The Book Cipher Algorithm


Practical Issues

The Book cipher is straightforward to implement and secure, but using it in real life presents some difficulties. First of all, you can encrypt only letters, preferably after converting them to uppercase. Most of the crypto textbooks deal with uppercase letters only—introducing symbols that appear very often (such as blanks) or sparsely (such as $ or the #) gives attackers an unnecessary advantage. On the other hand, sometimes you have to encode a message containing numbers or special symbols, and reading decoded text without blanks is a real pain.

This issue can be resolved by preencoding the plaintext using an algorithm similar to UUENCODE, which produces uppercase letters only.
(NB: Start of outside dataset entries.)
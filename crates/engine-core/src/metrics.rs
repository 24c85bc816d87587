use serde::Serialize;
use std::sync::{
    Arc,
    atomic::{AtomicU64, Ordering},
};

#[derive(Debug, Default)]
struct Counters {
    records_appended: AtomicU64,
    records_dropped: AtomicU64,
    batches_stored: AtomicU64,
    bytes_stored: AtomicU64,
    retries: AtomicU64,
    failures: AtomicU64,
    states_emitted: AtomicU64,
}

/// Counters shared by every stream of a run.
///
/// Batches and bytes count once per stored artifact, however many attempts
/// it took; the attempts themselves show up as retries.
#[derive(Debug, Clone, Default)]
pub struct Metrics {
    inner: Arc<Counters>,
}

#[derive(Debug, Clone, Copy, Default, PartialEq, Eq, Serialize)]
pub struct MetricsSnapshot {
    pub records_appended: u64,
    /// Records of failed or refused streams that were never buffered.
    pub records_dropped: u64,
    pub batches_stored: u64,
    pub bytes_stored: u64,
    pub retries: u64,
    pub failures: u64,
    pub states_emitted: u64,
}

impl MetricsSnapshot {
    /// Mean size of a stored artifact, 0 before the first one.
    pub fn mean_batch_bytes(&self) -> u64 {
        self.bytes_stored
            .checked_div(self.batches_stored)
            .unwrap_or_default()
    }
}

impl Metrics {
    pub fn new() -> Self {
        Self::default()
    }

    pub fn record_appended(&self) {
        bump(&self.inner.records_appended, 1);
    }

    pub fn record_dropped(&self) {
        bump(&self.inner.records_dropped, 1);
    }

    pub fn batch_stored(&self, bytes: usize) {
        bump(&self.inner.batches_stored, 1);
        bump(&self.inner.bytes_stored, bytes as u64);
    }

    pub fn retry_scheduled(&self) {
        bump(&self.inner.retries, 1);
    }

    pub fn stream_failed(&self) {
        bump(&self.inner.failures, 1);
    }

    pub fn state_emitted(&self) {
        bump(&self.inner.states_emitted, 1);
    }

    pub fn snapshot(&self) -> MetricsSnapshot {
        let c = &self.inner;
        MetricsSnapshot {
            records_appended: c.records_appended.load(Ordering::Relaxed),
            records_dropped: c.records_dropped.load(Ordering::Relaxed),
            batches_stored: c.batches_stored.load(Ordering::Relaxed),
            bytes_stored: c.bytes_stored.load(Ordering::Relaxed),
            retries: c.retries.load(Ordering::Relaxed),
            failures: c.failures.load(Ordering::Relaxed),
            states_emitted: c.states_emitted.load(Ordering::Relaxed),
        }
    }
}

fn bump(counter: &AtomicU64, count: u64) {
    counter.fetch_add(count, Ordering::Relaxed);
}

#[cfg(test)]
mod tests {
    use super::*;

    #[test]
    fn test_clones_share_counters() {
        let metrics = Metrics::new();
        let stream = metrics.clone();

        stream.record_appended();
        stream.record_appended();
        stream.batch_stored(100);
        metrics.batch_stored(50);
        metrics.retry_scheduled();
        metrics.state_emitted();

        let snapshot = metrics.snapshot();
        assert_eq!(snapshot.records_appended, 2);
        assert_eq!(snapshot.batches_stored, 2);
        assert_eq!(snapshot.bytes_stored, 150);
        assert_eq!(snapshot.mean_batch_bytes(), 75);
        assert_eq!(snapshot.retries, 1);
        assert_eq!(snapshot.states_emitted, 1);
        assert_eq!(snapshot.records_dropped, 0);
    }

    #[test]
    fn test_mean_without_batches() {
        assert_eq!(MetricsSnapshot::default().mean_batch_bytes(), 0);
    }
}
A possible candidate is the Five-Letter Codegroup Filter (www.fourmilab.ch/codegroup). While encoding, you could compress text and even implement some kind of double encryption. Compression is good because the main problem with the Book cipher is the need for a long book. To encode a 5000-character plaintext, you need at least a 5000-word book. In fact, it should be much longer because you cannot expect the frequency of all letters in the text to match the frequency of initial letters of words in the book.

Due to the disproportion in frequencies of all letters and initial letters, the coding process may become impossible, and you could run out of some letters even before you start coding. For example, there are practically no English words beginning with the letter "X"—in the Harry Potter book, there is only one such "word" in the phrase "a fiery X appeared on the door." In other books, the only "words" beginning with "X" are chapter numbers written as Roman numerals. In the second Beale cipher (the only one that was successfully decoded), every "X" was coded as 1005, probably pointing to the word "sexes" in the Declaration of Independence, which was used as a key ("sexes" obviously does not start with "x," but does sound like it). Some books also contain zero words beginning with the letter "Z", unless they contain the word "zero" itself.

Therefore, it seems like a good idea to investigate the frequencies of first, second, third, or even last letters in words, to find out which of them matches the frequency of all letters. We analyzed 14 books, from Pride and Prejudice to The Da Vinci Code, and found out that the distribution of frequencies for the third letter in the word has the best correlation with frequencies of all letters. A possible solution is to let users choose which letter in the word to use, by setting an appropriate parameter.

To get the system rolling, you also have to agree with the correspondent about the books you will use to encode the messages. Using "real" books isn't very practical (OCRing them on both sides introduces different errors). So you will probably use some texts available on the Internet, and you might even consider promoting some of your own essays into "books" for additional security. (If we were running the NSA, we would make sure we had a machine-readable copy of the Library of Congress in a form suitable for fast searching.)